Material provided
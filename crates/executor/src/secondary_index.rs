//! Unified handle over the B+Tree and hash index backends.
//!
//! `catalog::IndexMeta::kind` tells us which storage engine backs a given
//! secondary index; DML operators and index scans both need to open,
//! search, and mutate whichever one is actually registered without caring
//! which it is. `SecondaryIndexHandle` dispatches on `IndexKind` once so the
//! callers don't have to.

use btree::BTreeIndex;
use catalog::{IndexKind, IndexMeta};
use common::{DbError, DbResult, RecordId, Row};
use hash::HashIndex;
use std::path::{Path, PathBuf};
use types::Value;

/// Path of the backing file for an index, matching the naming `IndexScanExec` expects.
pub fn index_file_path(data_dir: &Path, index_id: catalog::IndexId) -> PathBuf {
    data_dir.join(format!("index_{}.idx", index_id.0))
}

/// A secondary index backed by either a B+Tree or a hash table.
pub enum SecondaryIndexHandle {
    BTree(BTreeIndex),
    Hash(HashIndex),
}

impl SecondaryIndexHandle {
    /// Create a fresh, empty backing file for `meta`.
    pub fn create(path: &Path, meta: &IndexMeta) -> DbResult<Self> {
        match meta.kind {
            IndexKind::BTree => Ok(Self::BTree(BTreeIndex::create(path, meta.id)?)),
            IndexKind::Hash => Ok(Self::Hash(HashIndex::create(path, meta.id)?)),
            ref other => Err(DbError::Executor(format!(
                "index kind {other:?} has no backing storage engine yet"
            ))),
        }
    }

    /// Open the existing backing file for `meta`.
    pub fn open(path: &Path, meta: &IndexMeta) -> DbResult<Self> {
        match meta.kind {
            IndexKind::BTree => Ok(Self::BTree(BTreeIndex::open(path, meta.id)?)),
            IndexKind::Hash => Ok(Self::Hash(HashIndex::open(path, meta.id)?)),
            ref other => Err(DbError::Executor(format!(
                "index kind {other:?} has no backing storage engine yet"
            ))),
        }
    }

    /// Open `meta`'s backing file if it exists, otherwise create it.
    pub fn open_or_create(path: &Path, meta: &IndexMeta) -> DbResult<Self> {
        if path.exists() {
            Self::open(path, meta)
        } else {
            Self::create(path, meta)
        }
    }

    pub fn search(&mut self, key: &[Value]) -> DbResult<Vec<RecordId>> {
        match self {
            Self::BTree(idx) => idx.search(key),
            Self::Hash(idx) => idx.search(key),
        }
    }

    pub fn insert(&mut self, key: Vec<Value>, rid: RecordId) -> DbResult<()> {
        match self {
            Self::BTree(idx) => idx.insert(key, rid),
            Self::Hash(idx) => idx.insert(key, rid),
        }
    }

    pub fn delete(&mut self, key: &[Value], rid: RecordId) -> DbResult<bool> {
        match self {
            Self::BTree(idx) => idx.delete(key, rid),
            Self::Hash(idx) => idx.delete(key, rid),
        }
    }

    pub fn flush(&mut self) -> DbResult<()> {
        match self {
            Self::BTree(idx) => idx.flush(),
            Self::Hash(idx) => idx.flush(),
        }
    }

    /// Inclusive range scan. Only the B+Tree backend supports ordered range queries.
    pub fn range_scan(
        &mut self,
        low: Option<&[Value]>,
        high: Option<&[Value]>,
    ) -> DbResult<Vec<RecordId>> {
        match self {
            Self::BTree(idx) => idx.range_scan(low, high),
            Self::Hash(_) => Err(DbError::Executor(
                "range scans are not supported on hash indexes".into(),
            )),
        }
    }
}

/// Extract the key tuple an index's columns project out of a row.
pub fn extract_key(meta: &IndexMeta, row: &Row) -> DbResult<Vec<Value>> {
    let mut key = Vec::with_capacity(meta.columns.len());
    for &col_id in &meta.columns {
        let idx = col_id as usize;
        let value = row.values.get(idx).cloned().ok_or_else(|| {
            DbError::Executor(format!(
                "index column {} out of bounds (row has {} columns)",
                col_id,
                row.values.len()
            ))
        })?;
        key.push(value);
    }
    Ok(key)
}
//! Dynamic value representation and the `Comparable` total order.
//!
//! Column cells are opaque at the storage layer: every row carries a small tagged union of
//! values (`{null, i32, i64, f64, decimal, utf8, blob, bool}`) rather than a single native Rust
//! type. `Comparable` gives these values a total order so the query compiler can emit a
//! comparison even when it cannot prove both sides share a native type at plan-construction
//! time; native-operator shortcuts (numeric upcast) are layered on top in the `expr`/`executor`
//! crates, not here.

use std::cmp::Ordering;
use std::hash::{Hash, Hasher};

/// Declared column type, independent of the value actually stored in a cell.
#[derive(Clone, Copy, Debug, PartialEq, Eq, serde::Serialize, serde::Deserialize)]
pub enum SqlType {
    Int32,
    Int64,
    Float64,
    Decimal,
    Text,
    Blob,
    Bool,
}

/// Fixed-point decimal: `mantissa * 10^-scale`. Hand-rolled rather than pulled from a crate —
/// nothing in the dependency stack provides one, and the column-value arithmetic needed here
/// (compare, upcast to f64) doesn't warrant pulling one in.
#[derive(Clone, Copy, Debug, Eq, serde::Serialize, serde::Deserialize)]
pub struct Decimal {
    mantissa: i128,
    scale: u32,
}

impl Decimal {
    pub fn new(mantissa: i128, scale: u32) -> Self {
        Self { mantissa, scale }
    }

    pub fn mantissa(&self) -> i128 {
        self.mantissa
    }

    pub fn scale(&self) -> u32 {
        self.scale
    }

    pub fn to_f64(self) -> f64 {
        self.mantissa as f64 / 10f64.powi(self.scale as i32)
    }

    /// Rescale two decimals to a common scale for comparison, without going through f64.
    fn common_scale(a: Decimal, b: Decimal) -> (i128, i128) {
        let scale = a.scale.max(b.scale);
        let am = a.mantissa * 10i128.pow(scale - a.scale);
        let bm = b.mantissa * 10i128.pow(scale - b.scale);
        (am, bm)
    }
}

impl PartialEq for Decimal {
    fn eq(&self, other: &Self) -> bool {
        let (a, b) = Decimal::common_scale(*self, *other);
        a == b
    }
}

impl PartialOrd for Decimal {
    fn partial_cmp(&self, other: &Self) -> Option<Ordering> {
        Some(self.cmp(other))
    }
}

impl Ord for Decimal {
    fn cmp(&self, other: &Self) -> Ordering {
        let (a, b) = Decimal::common_scale(*self, *other);
        a.cmp(&b)
    }
}

impl Hash for Decimal {
    fn hash<H: Hasher>(&self, state: &mut H) {
        // Hash on the normalized (scale-10 max) representation so equal decimals at different
        // scales hash identically.
        let normalized = (self.mantissa as f64 / 10f64.powi(self.scale as i32)).to_bits();
        normalized.hash(state);
    }
}

/// A dynamically-typed column value.
///
/// This is the on-the-wire, in-row representation described by the data model: every cell is
/// one of these tagged variants, never a bare native Rust type.
#[derive(Clone, Debug, PartialEq, serde::Serialize, serde::Deserialize)]
pub enum Value {
    Int32(i32),
    Int64(i64),
    Float64(f64),
    Decimal(Decimal),
    Text(String),
    Blob(Vec<u8>),
    Bool(bool),
    Null,
}

impl Value {
    pub fn as_bool(&self) -> Option<bool> {
        match self {
            Value::Bool(b) => Some(*b),
            _ => None,
        }
    }

    pub fn as_text(&self) -> Option<&str> {
        match self {
            Value::Text(s) => Some(s.as_str()),
            _ => None,
        }
    }

    pub fn is_null(&self) -> bool {
        matches!(self, Value::Null)
    }

    /// True for every numeric variant (used to decide whether the native-operator upcast path
    /// of the query compiler applies).
    pub fn is_numeric(&self) -> bool {
        matches!(
            self,
            Value::Int32(_) | Value::Int64(_) | Value::Float64(_) | Value::Decimal(_)
        )
    }

    /// Widen a numeric value to `f64`. Returns `None` for non-numeric values.
    pub fn as_f64(&self) -> Option<f64> {
        match self {
            Value::Int32(i) => Some(*i as f64),
            Value::Int64(i) => Some(*i as f64),
            Value::Float64(f) => Some(*f),
            Value::Decimal(d) => Some(d.to_f64()),
            _ => None,
        }
    }

    /// Legacy same-type comparison, retained for call sites that already know both operands
    /// share a concrete type (e.g. index key ordering within a single column).
    pub fn cmp_same_type(&self, other: &Value) -> Option<Ordering> {
        match (self, other) {
            (Value::Int32(a), Value::Int32(b)) => Some(a.cmp(b)),
            (Value::Int64(a), Value::Int64(b)) => Some(a.cmp(b)),
            (Value::Float64(a), Value::Float64(b)) => a.partial_cmp(b),
            (Value::Decimal(a), Value::Decimal(b)) => Some(a.cmp(b)),
            (Value::Text(a), Value::Text(b)) => Some(a.cmp(b)),
            (Value::Blob(a), Value::Blob(b)) => Some(a.cmp(b)),
            (Value::Bool(a), Value::Bool(b)) => Some(a.cmp(b)),
            _ => None,
        }
    }

    pub fn eq_same_type(&self, other: &Value) -> Option<bool> {
        self.cmp_same_type(other).map(|o| o == Ordering::Equal)
    }
}

/// A total order over dynamic values, used whenever the query compiler cannot prove both sides
/// of a comparison share a native type at plan-construction time (see the Query Compiler's
/// heterogeneous-value comparison rule). Numeric variants compare by value across subtypes;
/// non-numeric variants are ordered by a fixed type rank so the order is total rather than
/// partial — `Comparable::compare` never returns "incomparable".
///
/// Type rank for non-numeric/mixed comparisons: `Null < Bool < Numeric < Text < Blob`.
pub trait Comparable {
    fn compare(&self, other: &Self) -> Ordering;
}

fn type_rank(v: &Value) -> u8 {
    match v {
        Value::Null => 0,
        Value::Bool(_) => 1,
        Value::Int32(_) | Value::Int64(_) | Value::Float64(_) | Value::Decimal(_) => 2,
        Value::Text(_) => 3,
        Value::Blob(_) => 4,
    }
}

/// `Value` has a total order via `Comparable` regardless of mixed numeric subtypes, so it can
/// key ordered containers (e.g. the primary-key index's `BTreeMap<Vec<Value>, RecordId>`)
/// directly.
impl PartialOrd for Value {
    fn partial_cmp(&self, other: &Value) -> Option<Ordering> {
        Some(self.compare(other))
    }
}

impl Eq for Value {}

impl Ord for Value {
    fn cmp(&self, other: &Value) -> Ordering {
        self.compare(other)
    }
}

impl Comparable for Value {
    fn compare(&self, other: &Value) -> Ordering {
        if self.is_numeric() && other.is_numeric() {
            // Decimal vs Decimal compares exactly; any other numeric pairing upcasts to f64,
            // matching the query compiler's widest-common-numeric-type rule.
            if let (Value::Decimal(a), Value::Decimal(b)) = (self, other) {
                return a.cmp(b);
            }
            return self
                .as_f64()
                .unwrap()
                .partial_cmp(&other.as_f64().unwrap())
                .unwrap_or(Ordering::Equal);
        }

        let (ra, rb) = (type_rank(self), type_rank(other));
        if ra != rb {
            return ra.cmp(&rb);
        }

        match (self, other) {
            (Value::Null, Value::Null) => Ordering::Equal,
            (Value::Bool(a), Value::Bool(b)) => a.cmp(b),
            (Value::Text(a), Value::Text(b)) => a.cmp(b),
            (Value::Blob(a), Value::Blob(b)) => a.cmp(b),
            _ => Ordering::Equal,
        }
    }
}

#[cfg(test)]
mod tests {
    use super::*;
    use proptest::prelude::*;
    use std::cmp::Ordering::{Equal, Greater, Less};

    #[test]
    fn cmp_same_type_works() {
        assert_eq!(Value::Int64(1).cmp_same_type(&Value::Int64(2)), Some(Less));
        assert_eq!(Value::Int64(1).cmp_same_type(&Value::Text("1".into())), None);
    }

    #[test]
    fn truthiness_is_strict() {
        assert_eq!(Value::Bool(true).as_bool(), Some(true));
        assert_eq!(Value::Bool(false).as_bool(), Some(false));
        assert_eq!(Value::Int64(1).as_bool(), None);
        assert_eq!(Value::Text("true".into()).as_bool(), None);
        assert_eq!(Value::Null.as_bool(), None);
    }

    #[test]
    fn comparisons_require_same_type() {
        assert_eq!(Value::Int64(1).cmp_same_type(&Value::Int64(2)), Some(Less));
        assert_eq!(
            Value::Text("a".into()).cmp_same_type(&Value::Text("a".into())),
            Some(Equal)
        );
        assert_eq!(
            Value::Bool(true).cmp_same_type(&Value::Bool(false)),
            Some(Greater)
        );
        assert_eq!(Value::Int64(1).cmp_same_type(&Value::Text("1".into())), None);
        assert_eq!(Value::Null.cmp_same_type(&Value::Int64(1)), None);
    }

    #[test]
    fn equality_requires_same_type() {
        assert_eq!(Value::Int64(1).eq_same_type(&Value::Int64(1)), Some(true));
        assert_eq!(Value::Int64(1).eq_same_type(&Value::Int64(2)), Some(false));
        assert_eq!(
            Value::Text("abc".into()).eq_same_type(&Value::Text("abc".into())),
            Some(true)
        );
        assert_eq!(
            Value::Bool(true).eq_same_type(&Value::Bool(false)),
            Some(false)
        );
        assert_eq!(Value::Text("1".into()).eq_same_type(&Value::Int64(1)), None);
    }

    #[test]
    fn serde_round_trip_stability() {
        let vals = vec![
            Value::Int32(-42),
            Value::Int64(-42),
            Value::Float64(1.5),
            Value::Decimal(Decimal::new(1234, 2)),
            Value::Text("Ada".into()),
            Value::Blob(vec![1, 2, 3]),
            Value::Bool(true),
            Value::Null,
        ];

        let json = serde_json::to_string(&vals).unwrap();
        let back: Vec<Value> = serde_json::from_str(&json).unwrap();

        for (a, b) in vals.iter().zip(back.iter()) {
            assert_eq!(a.compare(b), Ordering::Equal);
        }
    }

    #[test]
    fn comparable_orders_numeric_across_subtypes() {
        assert_eq!(Value::Int32(1).compare(&Value::Int64(1)), Ordering::Equal);
        assert_eq!(Value::Int32(1).compare(&Value::Float64(1.0)), Ordering::Equal);
        assert_eq!(
            Value::Decimal(Decimal::new(150, 2)).compare(&Value::Float64(1.5)),
            Ordering::Equal
        );
        assert_eq!(Value::Int64(1).compare(&Value::Int64(2)), Ordering::Less);
    }

    #[test]
    fn comparable_is_total_across_types() {
        assert_eq!(Value::Null.compare(&Value::Bool(true)), Ordering::Less);
        assert_eq!(Value::Bool(true).compare(&Value::Int64(0)), Ordering::Less);
        assert_eq!(Value::Int64(0).compare(&Value::Text("".into())), Ordering::Less);
        assert_eq!(Value::Text("".into()).compare(&Value::Blob(vec![])), Ordering::Less);
    }

    #[test]
    fn decimal_compares_at_different_scales() {
        let a = Decimal::new(150, 2); // 1.50
        let b = Decimal::new(15, 1); // 1.5
        assert_eq!(a.cmp(&b), Ordering::Equal);
        assert_eq!(a, b);
    }

    proptest! {
        #[test]
        fn order_is_antisymmetric(i in any::<i64>(), j in any::<i64>()) {
            let a = Value::Int64(i);
            let b = Value::Int64(j);
            prop_assert_eq!(a.compare(&b), b.compare(&a).reverse());
        }

        #[test]
        fn eq_reflexive(val in any::<i64>()) {
            let v = Value::Int64(val);
            prop_assert_eq!(v.compare(&v), Ordering::Equal);
        }

        #[test]
        fn text_cmp_matches_std(a in ".*", b in ".*") {
            let va = Value::Text(a.clone());
            let vb = Value::Text(b.clone());
            prop_assert_eq!(va.compare(&vb), a.cmp(&b));
        }

        #[test]
        fn numeric_upcast_matches_f64(i in any::<i32>(), f in any::<f64>()) {
            let a = Value::Int32(i);
            let b = Value::Float64(f);
            let expected = (i as f64).partial_cmp(&f).unwrap_or(Ordering::Equal);
            prop_assert_eq!(a.compare(&b), expected);
        }
    }
}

Task statement
When you reach the line containing "query compiler applies)." in the data above, start copying exactly, and stop after the line containing "Value::Int64(i) => Some(*i".

Reply
    /// of the query compiler applies).
    pub fn is_numeric(&self) -> bool {
        matches!(
            self,
            Value::Int32(_) | Value::Int64(_) | Value::Float64(_) | Value::Decimal(_)
        )
    }

    /// Widen a numeric value to `f64`. Returns `None` for non-numeric values.
    pub fn as_f64(&self) -> Option<f64> {
        match self {
            Value::Int32(i) => Some(*i as f64),
            Value::Int64(i) => Some(*i as f64),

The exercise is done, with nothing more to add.